Researchers, tackling a modern challenge of diabetes research, have identified a gene believed to disrupt the ability of beta cells to produce insulin resulting in type 1 diabetes.
The loss of beta cell function may be driven by a defect in Clec16a, a gene responsible for getting rid of old mitochondria, the powerhouses of cells, and making room for fresh ones. Healthy mitochondria are crucial to allowing beta cells to produce insulin and control blood sugar levels.
Little has been known about the ways in which many diabetes genes work, but a study published in the journal Cell sheds light on a genetic risk component of type 1 diabetes and a new approach for keeping beta cells strong.

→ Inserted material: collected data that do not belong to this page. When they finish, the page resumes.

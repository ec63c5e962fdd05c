//! Vault simulation
//!
//! Run with: cargo run --example vault_sim
//!
//! Walks a lending vault through deposit, interest, harvest and a timelocked
//! exit on the in-memory chain. When RPC_URL (and optionally PAIRS) is set,
//! also prints live single-sided entry quotes for the configured pairs.

use alloy::primitives::{address, Address, U256};
use vault_engine::{
    Chain, FungibleLedger, LendingVenue, NetworkConfig, PairOracle, PositionVenue, SwapRoute,
    Vault, VaultParams,
};

const MANAGER: Address = address!("00000000000000000000000000000000000a11ce");
const ALICE: Address = address!("000000000000000000000000000000000000a11c");
const KEEPER: Address = address!("000000000000000000000000000000000000cafe");

const DAY: u64 = 86_400;
const USDC: u64 = 1_000_000;

#[tokio::main]
async fn main() -> eyre::Result<()> {
    // Load environment
    dotenvy::dotenv().ok();
    tracing_subscriber::fmt::init();

    simulate()?;

    match NetworkConfig::from_env() {
        Ok(config) => live_quotes(config).await?,
        Err(_) => println!("\nRPC_URL not set, skipping live quotes"),
    }

    Ok(())
}

fn simulate() -> eyre::Result<()> {
    println!("\n========================================");
    println!("       Lending vault simulation");
    println!("========================================");

    let mut chain = Chain::new(1_700_000_000);
    let usdc = chain.deploy_token("USDC", 6);
    let reward = chain.deploy_token("REWARD", 18);
    let (pool, _) = chain.deploy_lending_pool(usdc, "aUSDC")?;
    let controller = chain.deploy_rewards_controller(reward)?;
    let reward_pair = chain.deploy_pair(reward, usdc)?;
    chain.seed_pair(
        reward_pair,
        U256::from(1_000_000 * USDC),
        U256::from(1_000_000 * USDC),
    )?;

    let params = VaultParams::new(MANAGER)
        .with_lock_period(7 * DAY)
        .with_min_tokens_to_harvest(U256::from(10 * USDC))
        .with_reinvest_reward_bps(50);
    let venue = LendingVenue::new(&chain, pool)?;
    let mut vault = Vault::new(&mut chain, venue, params)?.with_rewards_controller(controller);
    vault.set_route(&mut chain, MANAGER, SwapRoute::direct(usdc, reward_pair))?;

    chain.mint(usdc, ALICE, U256::from(10_000 * USDC))?;
    chain.approve(usdc, ALICE, vault.address(), U256::MAX)?;

    let shares = vault.deposit(
        &mut chain,
        ALICE,
        ALICE,
        U256::from(10_000 * USDC),
        U256::ZERO,
    )?;
    println!("Deposited 10,000 USDC for {} {}", shares, vault.symbol());

    // A month of 0.4% interest and some incentives
    chain.warp(30 * DAY);
    chain.accrue_interest(pool, 40)?;
    chain.accrue_rewards(
        controller,
        vault.venue().position_token(),
        vault.address(),
        U256::from(25 * USDC),
    )?;
    println!("Total assets after interest: {}", vault.total_assets(&chain)?);
    println!("Pending rewards: {}", vault.unclaimed_rewards(&chain)?);

    let report = vault.harvest(&mut chain, KEEPER, U256::ZERO)?;
    println!(
        "Harvest: claimed={} swapped={} keeper={} reinvested={}",
        report.claimed, report.swapped, report.caller_reward, report.reinvested
    );
    println!("Total assets after harvest: {}", vault.total_assets(&chain)?);

    let request = vault.request_unlock(&mut chain, ALICE, ALICE, shares)?;
    println!(
        "Unlock request #{} for {} shares, unlocks at {}",
        request.id,
        request.shares,
        request.unlocks_at(vault.get_lock_period())
    );

    if let Err(e) = vault.redeem(&mut chain, ALICE, ALICE, ALICE, shares, U256::ZERO) {
        println!("Early exit refused: {}", e);
    }

    chain.warp(vault.get_lock_period());
    let assets = vault.redeem(&mut chain, ALICE, ALICE, ALICE, shares, U256::ZERO)?;
    println!("Redeemed {} shares for {} USDC units", shares, assets);
    println!("Alice balance: {}", chain.balance_of(usdc, ALICE)?);

    Ok(())
}

async fn live_quotes(config: NetworkConfig) -> eyre::Result<()> {
    println!("\n========================================");
    println!("       Live single-sided quotes");
    println!("========================================");
    println!("Chain {} via {}", config.chain_id, config.rpc_url);

    let oracle = PairOracle::new(config)?;
    for reserves in oracle.watched_reserves().await? {
        // 1% of the token0 side
        let amount = reserves.reserve0 / U256::from(100);
        let (symbol, _) = oracle.token_info(reserves.token0).await?;
        let plan = oracle
            .quote_single_sided(reserves.pair, reserves.token0, amount)
            .await?;
        println!(
            "Pair {}: deposit {} {} -> swap {} for {}, mint {} LP",
            reserves.pair,
            amount,
            symbol,
            plan.swap_amount,
            plan.swap_output,
            plan.liquidity
        );
    }

    Ok(())
}
//! Aave-style lending pool with a rebasing receipt token

use alloy::primitives::{Address, U256};

use super::{Chain, FungibleLedger, Token};
use crate::constants::{ray, BPS_DENOMINATOR};
use crate::error::{VaultError, VaultResult};
use crate::math::{add, mul_div, sub, Rounding};
use crate::types::ReserveStatus;

/// One reserve of a lending market.
///
/// Suppliers receive the rebasing receipt token 1:1; the pool's idle cash is
/// its balance of the underlying asset.
#[derive(Debug, Clone)]
pub struct LendingPool {
    pub asset: Address,
    pub receipt_token: Address,
    pub active: bool,
    pub frozen: bool,
    pub paused: bool,
    pub supply_cap: Option<U256>,
}

impl Chain {
    /// Deploy a reserve for `asset`, returning `(pool, receipt_token)`
    pub fn deploy_lending_pool(
        &mut self,
        asset: Address,
        receipt_symbol: impl Into<String>,
    ) -> VaultResult<(Address, Address)> {
        let decimals = self.token(asset)?.decimals;
        let pool = self.new_address();
        let receipt_token = self.new_address();
        self.insert_token(receipt_token, Token::rebasing(receipt_symbol, decimals));
        self.lending_pools.insert(
            pool,
            LendingPool {
                asset,
                receipt_token,
                active: true,
                frozen: false,
                paused: false,
                supply_cap: None,
            },
        );
        Ok((pool, receipt_token))
    }

    pub fn lending_pool(&self, pool: Address) -> VaultResult<&LendingPool> {
        self.lending_pools
            .get(&pool)
            .ok_or(VaultError::UnknownPool(pool))
    }

    fn lending_pool_mut(&mut self, pool: Address) -> VaultResult<&mut LendingPool> {
        self.lending_pools
            .get_mut(&pool)
            .ok_or(VaultError::UnknownPool(pool))
    }

    pub fn reserve_status(&self, pool: Address) -> VaultResult<ReserveStatus> {
        let reserve = self.lending_pool(pool)?;
        Ok(ReserveStatus {
            active: reserve.active,
            frozen: reserve.frozen,
            paused: reserve.paused,
            supply_cap: reserve.supply_cap,
            available_liquidity: self.balance_of(reserve.asset, pool)?,
        })
    }

    pub fn set_reserve_flags(
        &mut self,
        pool: Address,
        active: bool,
        frozen: bool,
        paused: bool,
    ) -> VaultResult<()> {
        let reserve = self.lending_pool_mut(pool)?;
        reserve.active = active;
        reserve.frozen = frozen;
        reserve.paused = paused;
        Ok(())
    }

    pub fn set_supply_cap(&mut self, pool: Address, cap: Option<U256>) -> VaultResult<()> {
        self.lending_pool_mut(pool)?.supply_cap = cap;
        Ok(())
    }

    /// Supply `amount` of the underlying from `from`, crediting receipt
    /// tokens to `on_behalf_of`
    pub fn lending_supply(
        &mut self,
        pool: Address,
        from: Address,
        amount: U256,
        on_behalf_of: Address,
    ) -> VaultResult<()> {
        if amount.is_zero() {
            return Err(VaultError::ZeroAmount);
        }
        let status = self.reserve_status(pool)?;
        if !status.accepts_deposits() {
            return Err(VaultError::CapacityExceeded {
                requested: amount,
                max: U256::ZERO,
            });
        }
        let reserve = self.lending_pool(pool)?.clone();
        if let Some(cap) = reserve.supply_cap {
            let supplied = self.total_supply(reserve.receipt_token)?;
            let room = cap.saturating_sub(supplied);
            if amount > room {
                return Err(VaultError::CapacityExceeded {
                    requested: amount,
                    max: room,
                });
            }
        }

        self.transfer(reserve.asset, from, pool, amount)?;
        self.mint(reserve.receipt_token, on_behalf_of, amount)
    }

    /// Redeem `amount` of receipt tokens held by `owner` for the underlying,
    /// paid to `to`
    pub fn lending_withdraw(
        &mut self,
        pool: Address,
        owner: Address,
        amount: U256,
        to: Address,
    ) -> VaultResult<()> {
        if amount.is_zero() {
            return Err(VaultError::ZeroAmount);
        }
        let status = self.reserve_status(pool)?;
        if !status.allows_withdrawals() {
            return Err(VaultError::CapacityExceeded {
                requested: amount,
                max: U256::ZERO,
            });
        }
        if amount > status.available_liquidity {
            return Err(VaultError::InsufficientLiquidity { pool });
        }

        let reserve = self.lending_pool(pool)?.clone();
        self.token_mut(reserve.receipt_token)?.burn(owner, amount)?;
        self.transfer(reserve.asset, pool, to, amount)
    }

    /// Lend out `amount` of idle cash to `borrower`, shrinking what suppliers
    /// can withdraw
    pub fn lending_borrow(&mut self, pool: Address, amount: U256, borrower: Address) -> VaultResult<()> {
        let asset = self.lending_pool(pool)?.asset;
        self.transfer(asset, pool, borrower, amount)
    }

    /// Grow the liquidity index by `bps` and fund the pool with the matching
    /// interest so receipts stay fully backed
    pub fn accrue_interest(&mut self, pool: Address, bps: u64) -> VaultResult<()> {
        let reserve = self.lending_pool(pool)?.clone();
        let before = self.total_supply(reserve.receipt_token)?;

        let receipt = self.token_mut(reserve.receipt_token)?;
        let index = mul_div(
            receipt.index(),
            add(U256::from(BPS_DENOMINATOR), U256::from(bps))?,
            U256::from(BPS_DENOMINATOR),
            Rounding::Floor,
        )?;
        receipt.set_index(index.max(ray()));

        let after = self.total_supply(reserve.receipt_token)?;
        let interest = sub(after, before)?;
        if !interest.is_zero() {
            self.mint(reserve.asset, pool, interest)?;
        }
        Ok(())
    }
}

#[cfg(test)]
mod tests {
    use super::*;

    fn u(value: u64) -> U256 {
        U256::from(value)
    }

    fn setup() -> (Chain, Address, Address, Address, Address) {
        let mut chain = Chain::default();
        let usdc = chain.deploy_token("USDC", 6);
        let (pool, a_usdc) = chain.deploy_lending_pool(usdc, "aUSDC").unwrap();
        let user = chain.new_address();
        chain.mint(usdc, user, u(10_000)).unwrap();
        (chain, usdc, pool, a_usdc, user)
    }

    #[test]
    fn test_supply_and_withdraw() {
        let (mut chain, usdc, pool, a_usdc, user) = setup();
        chain.lending_supply(pool, user, u(1_000), user).unwrap();
        assert_eq!(chain.balance_of(a_usdc, user).unwrap(), u(1_000));
        assert_eq!(chain.balance_of(usdc, pool).unwrap(), u(1_000));

        chain.lending_withdraw(pool, user, u(400), user).unwrap();
        assert_eq!(chain.balance_of(a_usdc, user).unwrap(), u(600));
        assert_eq!(chain.balance_of(usdc, user).unwrap(), u(9_400));
    }

    #[test]
    fn test_interest_rebases_receipts() {
        let (mut chain, usdc, pool, a_usdc, user) = setup();
        chain.lending_supply(pool, user, u(1_000), user).unwrap();
        chain.accrue_interest(pool, 100).unwrap();

        assert_eq!(chain.balance_of(a_usdc, user).unwrap(), u(1_010));
        assert_eq!(chain.balance_of(usdc, pool).unwrap(), u(1_010));
        chain.lending_withdraw(pool, user, u(1_010), user).unwrap();
    }

    #[test]
    fn test_frozen_and_paused_reserves() {
        let (mut chain, _usdc, pool, _a_usdc, user) = setup();
        chain.lending_supply(pool, user, u(100), user).unwrap();

        chain.set_reserve_flags(pool, true, true, false).unwrap();
        assert!(chain.lending_supply(pool, user, u(1), user).is_err());
        // frozen reserves still allow exits
        chain.lending_withdraw(pool, user, u(10), user).unwrap();

        chain.set_reserve_flags(pool, true, false, true).unwrap();
        assert!(chain.lending_withdraw(pool, user, u(10), user).is_err());
    }

    #[test]
    fn test_supply_cap_and_cash() {
        let (mut chain, _usdc, pool, _a_usdc, user) = setup();
        chain.set_supply_cap(pool, Some(u(500))).unwrap();
        assert!(matches!(
            chain.lending_supply(pool, user, u(501), user),
            Err(VaultError::CapacityExceeded { .. })
        ));
        chain.lending_supply(pool, user, u(500), user).unwrap();

        let borrower = chain.new_address();
        chain.lending_borrow(pool, u(450), borrower).unwrap();
        assert_eq!(
            chain.lending_withdraw(pool, user, u(100), user),
            Err(VaultError::InsufficientLiquidity { pool })
        );
    }
}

"Preserving beta cells is the top priority in diabetes care," says lead author Scott Soleimanpour, M.D., investigator at the University of Michigan's Brehm Diabetes Research Center. "This new pathway will allow us to focus therapies on preserving healthy mitochondria within the beta cell to treat or prevent both type 1 and type 2 diabetes."
Soleimanpour, an endocrinologist who treats patients at the University of Michigan Health System, has lived with type 1 diabetes for 30 years.
He's made a career of studying diabetes, including a fellowship at Perelman School of Medicine at the University of Pennsylvania where his laboratory work to understand Clec16a began.
Type 1 diabetes is the unpreventable form of diabetes that usually strikes children and young adults. It's less common than type 2 diabetes which is associated with older age and obesity.
Diabetes is diagnosed when the body has an abnormally high level of glucose, or blood sugar. It's believed that in type 1 diabetes, the body's immune system destroys the pancreatic beta cells responsible for making insulin, a hormone the body needs to convert food into energy.
But that model may be changing after studying Clec16a mutations in both animal and human beta cells.
"Scientists are starting to appreciate the importance of beta cells in understanding why type 1 diabetes occurs," says Soleimanpour, a U-M assistant professor of medicine. "Rather than innocent bystanders to a malfunctioning immune system, our research shows beta cells are central players in the disease itself."